## The task
Tally the lines below containing the word "swapped" and give that total alone.

Saved data entries:
»»

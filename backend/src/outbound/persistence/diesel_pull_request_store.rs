//! PostgreSQL-backed pull request store.
//!
//! Mutations are single conditional statements, so the database row lock is
//! the compare-and-swap. When a guarded update matches nothing the record is
//! re-read to report why.

use async_trait::async_trait;
use chrono::{DateTime, Utc};
use diesel::prelude::*;
use diesel::sql_query;
use diesel::sql_types::{Text, Timestamptz};
use diesel_async::RunQueryDsl;
use tracing::debug;

use crate::domain::ports::{
    PullRequestStatistics, PullRequestStore, PullRequestStoreError, StatisticsSourceError,
};
use crate::domain::{
    PullRequest, PullRequestCounts, PullRequestId, PullRequestSummary, ReviewerLoad, UserId,
};

use super::diesel_error_mapping::{map_basic_diesel_error, map_basic_pool_error};
use super::models::{
    NewPullRequestRow, PullRequestCountsRow, PullRequestRow, PullRequestSummaryRow,
    ReviewerLoadRow, to_count,
};
use super::pool::{DbPool, PoolError};
use super::schema::pull_requests;

const MERGE_SQL: &str = r#"
UPDATE pull_requests
SET status = 'MERGED', merged_at = COALESCE(merged_at, $2)
WHERE pull_request_id = $1
RETURNING pull_request_id, pull_request_name, author_id, status,
          assigned_reviewers, created_at, merged_at
"#;

const REPLACE_REVIEWER_SQL: &str = r#"
UPDATE pull_requests
SET assigned_reviewers = array_replace(assigned_reviewers, $2, $3)
WHERE pull_request_id = $1
  AND status = 'OPEN'
  AND $2 = ANY(assigned_reviewers)
  AND NOT ($3 = ANY(assigned_reviewers))
RETURNING pull_request_id, pull_request_name, author_id, status,
          assigned_reviewers, created_at, merged_at
"#;

const COUNT_PULL_REQUESTS_SQL: &str = r#"
SELECT COUNT(*) AS total,
       COUNT(*) FILTER (WHERE status = 'OPEN') AS open,
       COUNT(*) FILTER (WHERE status = 'MERGED') AS merged
FROM pull_requests
"#;

const REVIEWER_LOADS_SQL: &str = r#"
SELECT reviewer AS user_id, COUNT(*) AS assigned
FROM pull_requests, unnest(assigned_reviewers) AS reviewer
GROUP BY reviewer
ORDER BY reviewer COLLATE "C"
"#;

/// Diesel-backed implementation of the pull request store ports.
#[derive(Clone)]
pub struct DieselPullRequestStore {
    pool: DbPool,
}

impl DieselPullRequestStore {
    /// Create a new store with the given connection pool.
    pub fn new(pool: DbPool) -> Self {
        Self { pool }
    }
}

fn map_pool_error(error: PoolError) -> PullRequestStoreError {
    map_basic_pool_error(error, PullRequestStoreError::connection)
}

fn map_diesel_error(error: diesel::result::Error, operation: &str) -> PullRequestStoreError {
    map_basic_diesel_error(
        error,
        operation,
        PullRequestStoreError::query,
        PullRequestStoreError::connection,
    )
}

fn map_statistics_pool_error(error: PoolError) -> StatisticsSourceError {
    map_basic_pool_error(error, StatisticsSourceError::connection)
}

fn map_statistics_diesel_error(
    error: diesel::result::Error,
    operation: &str,
) -> StatisticsSourceError {
    map_basic_diesel_error(
        error,
        operation,
        StatisticsSourceError::query,
        StatisticsSourceError::connection,
    )
}

fn to_domain(row: Option<PullRequestRow>) -> Result<Option<PullRequest>, PullRequestStoreError> {
    row.map(PullRequest::try_from)
        .transpose()
        .map_err(PullRequestStoreError::query)
}

/// Explain why a guarded reviewer swap matched no row.
///
/// `current` is the record as re-read after the update. A swap that would
/// now succeed means another writer moved the record in between, which is
/// reported as a reviewer conflict.
fn explain_refused_swap(
    id: &PullRequestId,
    current: Option<PullRequest>,
    old: &UserId,
    new: &UserId,
) -> Result<Option<PullRequest>, PullRequestStoreError> {
    let Some(mut current) = current else {
        return Ok(None);
    };
    match current.replace_reviewer(old, new.clone()) {
        Err(error) => Err(PullRequestStoreError::from_swap(id, error)),
        Ok(()) => {
            debug!(pull_request = %id, %old, %new, "reviewer swap raced a concurrent update");
            Err(PullRequestStoreError::reviewer_already_assigned(
                id.as_str(),
                new.as_str(),
            ))
        }
    }
}

#[async_trait]
impl PullRequestStore for DieselPullRequestStore {
    async fn create(&self, pull_request: &PullRequest) -> Result<(), PullRequestStoreError> {
        let mut conn = self.pool.get().await.map_err(map_pool_error)?;
        let row = NewPullRequestRow::from(pull_request);
        let inserted = diesel::insert_into(pull_requests::table)
            .values(&row)
            .on_conflict(pull_requests::pull_request_id)
            .do_nothing()
            .execute(&mut conn)
            .await
            .map_err(|err| map_diesel_error(err, "create pull request"))?;

        if inserted == 0 {
            return Err(PullRequestStoreError::duplicate(pull_request.id().as_str()));
        }
        Ok(())
    }

    async fn find(&self, id: &PullRequestId) -> Result<Option<PullRequest>, PullRequestStoreError> {
        let mut conn = self.pool.get().await.map_err(map_pool_error)?;
        let row = pull_requests::table
            .find(id.as_str())
            .select(PullRequestRow::as_select())
            .first::<PullRequestRow>(&mut conn)
            .await
            .optional()
            .map_err(|err| map_diesel_error(err, "find pull request"))?;
        to_domain(row)
    }

    async fn merge(
        &self,
        id: &PullRequestId,
        now: DateTime<Utc>,
    ) -> Result<Option<PullRequest>, PullRequestStoreError> {
        let mut conn = self.pool.get().await.map_err(map_pool_error)?;
        let row = sql_query(MERGE_SQL)
            .bind::<Text, _>(id.as_str())
            .bind::<Timestamptz, _>(now)
            .get_result::<PullRequestRow>(&mut conn)
            .await
            .optional()
            .map_err(|err| map_diesel_error(err, "merge pull request"))?;
        to_domain(row)
    }

    async fn replace_reviewer(
        &self,
        id: &PullRequestId,
        old: &UserId,
        new: &UserId,
    ) -> Result<Option<PullRequest>, PullRequestStoreError> {
        let mut conn = self.pool.get().await.map_err(map_pool_error)?;
        let swapped = sql_query(REPLACE_REVIEWER_SQL)
            .bind::<Text, _>(id.as_str())
            .bind::<Text, _>(old.as_str())
            .bind::<Text, _>(new.as_str())
            .get_result::<PullRequestRow>(&mut conn)
            .await
            .optional()
            .map_err(|err| map_diesel_error(err, "replace reviewer"))?;
        if swapped.is_some() {
            return to_domain(swapped);
        }

        debug!(pull_request = %id, %old, %new, "guarded reviewer swap matched no row");
        let current = pull_requests::table
            .find(id.as_str())
            .select(PullRequestRow::as_select())
            .first::<PullRequestRow>(&mut conn)
            .await
            .optional()
            .map_err(|err| map_diesel_error(err, "re-read pull request"))?;
        explain_refused_swap(id, to_domain(current)?, old, new)
    }

    async fn list_by_reviewer(
        &self,
        reviewer: &UserId,
    ) -> Result<Vec<PullRequestSummary>, PullRequestStoreError> {
        let mut conn = self.pool.get().await.map_err(map_pool_error)?;
        let rows = pull_requests::table
            .filter(
                pull_requests::assigned_reviewers.contains(vec![reviewer.as_str().to_owned()]),
            )
            .order((
                pull_requests::created_at.asc(),
                pull_requests::pull_request_id.asc(),
            ))
            .select((
                pull_requests::pull_request_id,
                pull_requests::pull_request_name,
                pull_requests::author_id,
                pull_requests::status,
            ))
            .load::<PullRequestSummaryRow>(&mut conn)
            .await
            .map_err(|err| map_diesel_error(err, "list reviews"))?;

        rows.into_iter()
            .map(PullRequestSummary::try_from)
            .collect::<Result<Vec<_>, _>>()
            .map_err(PullRequestStoreError::query)
    }
}

#[async_trait]
impl PullRequestStatistics for DieselPullRequestStore {
    async fn count_pull_requests(&self) -> Result<PullRequestCounts, StatisticsSourceError> {
        let mut conn = self.pool.get().await.map_err(map_statistics_pool_error)?;
        let row = sql_query(COUNT_PULL_REQUESTS_SQL)
            .get_result::<PullRequestCountsRow>(&mut conn)
            .await
            .map_err(|err| map_statistics_diesel_error(err, "count pull requests"))?;
        Ok(PullRequestCounts {
            total: to_count(row.total),
            open: to_count(row.open),
            merged: to_count(row.merged),
        })
    }

    async fn reviewer_loads(&self) -> Result<Vec<ReviewerLoad>, StatisticsSourceError> {
        let mut conn = self.pool.get().await.map_err(map_statistics_pool_error)?;
        let rows = sql_query(REVIEWER_LOADS_SQL)
            .load::<ReviewerLoadRow>(&mut conn)
            .await
            .map_err(|err| map_statistics_diesel_error(err, "reviewer loads"))?;
        rows.into_iter()
            .map(ReviewerLoad::try_from)
            .collect::<Result<Vec<_>, _>>()
            .map_err(StatisticsSourceError::query)
    }
}

#[cfg(test)]
mod tests {
    //! Coverage for the pieces that do not need a live database.

    use super::*;
    use crate::domain::test_support::{
        fixture_timestamp, open_pull_request, pull_request_id, user_id,
    };
    use rstest::rstest;

    #[rstest]
    fn missing_record_after_refused_swap_is_none() {
        let outcome = explain_refused_swap(
            &pull_request_id("pr1"),
            None,
            &user_id("B"),
            &user_id("E"),
        )
        .expect("no error");
        assert!(outcome.is_none());
    }

    #[rstest]
    #[case("B", "C", PullRequestStoreError::reviewer_already_assigned("pr1", "C"))]
    #[case("Z", "E", PullRequestStoreError::reviewer_not_assigned("pr1", "Z"))]
    fn refused_swaps_report_the_reason(
        #[case] old: &str,
        #[case] new: &str,
        #[case] expected: PullRequestStoreError,
    ) {
        let current = open_pull_request("pr1", "A", &["B", "C"]);
        let error = explain_refused_swap(
            &pull_request_id("pr1"),
            Some(current),
            &user_id(old),
            &user_id(new),
        )
        .expect_err("swap refused");
        assert_eq!(error, expected);
    }

    #[rstest]
    fn merged_records_refuse_swaps() {
        let mut current = open_pull_request("pr1", "A", &["B", "C"]);
        current.merge(fixture_timestamp());

        let error = explain_refused_swap(
            &pull_request_id("pr1"),
            Some(current),
            &user_id("B"),
            &user_id("E"),
        )
        .expect_err("merged");
        assert_eq!(error, PullRequestStoreError::merged("pr1"));
    }

    #[rstest]
    fn swaps_that_would_now_succeed_are_reported_as_conflicts() {
        let current = open_pull_request("pr1", "A", &["B", "C"]);
        let error = explain_refused_swap(
            &pull_request_id("pr1"),
            Some(current),
            &user_id("B"),
            &user_id("E"),
        )
        .expect_err("race");
        assert_eq!(
            error,
            PullRequestStoreError::reviewer_already_assigned("pr1", "E")
        );
    }

    #[rstest]
    fn pool_failures_surface_as_connection_errors() {
        assert_eq!(
            map_pool_error(PoolError::checkout("timed out")),
            PullRequestStoreError::connection("timed out")
        );
        assert_eq!(
            map_statistics_pool_error(PoolError::checkout("timed out")),
            StatisticsSourceError::connection("timed out")
        );
    }
}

««

## Reply to the exercise
3